**Task**
Take the listing below and output it again exactly.

**Records for this task**
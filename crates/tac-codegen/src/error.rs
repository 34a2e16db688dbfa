use std::fmt;

use buggy::Bug;
use tac_ir::{BlockId, SubId, Type};

/// An error from a [`CodeGenerator`](crate::CodeGenerator).
#[derive(Debug, thiserror::Error)]
pub enum CodegenError {
    #[error("unknown subroutine {0}")]
    UnknownSubroutine(SubId),
    #[error("`{sub}` refers to unknown block {block}")]
    UnknownBlock { sub: String, block: BlockId },
    /// The backend has no representation for a type.
    #[error("cannot represent `{ty}` in {backend}")]
    UnsupportedType { ty: Type, backend: &'static str },
    /// The backend has no representation for a statement or value.
    #[error("cannot generate `{what}` in {backend}")]
    Unsupported { what: String, backend: &'static str },
    /// Entry points take no arguments and return unit or an integer.
    #[error("`{0}` cannot be an entry point")]
    EntryPoint(String),
    #[error(transparent)]
    Fmt(#[from] fmt::Error),
    #[error("bug: {0}")]
    Bug(Bug),
}

impl From<Bug> for CodegenError {
    fn from(bug: Bug) -> Self {
        Self::Bug(bug)
    }
}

**Answer box**
filename crates/tac-codegen/src/error.rs
repository 34a2e16db688dbfa
use std::fmt;

use buggy::Bug;
use tac_ir::{BlockId, SubId, Type};

/// An error from a [`CodeGenerator`](crate::CodeGenerator).
#[derive(Debug, thiserror::Error)]
pub enum CodegenError {
    #[error("unknown subroutine {0}")]
    UnknownSubroutine(SubId),
    #[error("`{sub}` refers to unknown block {block}")]
    UnknownBlock { sub: String, block: BlockId },
    /// The backend has no representation for a type.
    #[error("cannot represent `{ty}` in {backend}")]
    UnsupportedType { ty: Type, backend: &'static str },
    /// The backend has no representation for a statement or value.
    #[error("cannot generate `{what}` in {backend}")]
    Unsupported { what: String, backend: &'static str },
    /// Entry points take no arguments and return unit or an integer.
    #[error("`{0}` cannot be an entry point")]
    EntryPoint(String),
    #[error(transparent)]
    Fmt(#[from] fmt::Error),
    #[error("bug: {0}")]
    Bug(Bug),
}

impl From<Bug> for CodegenError {
    fn from(bug: Bug) -> Self {
        Self::Bug(bug)
    }
}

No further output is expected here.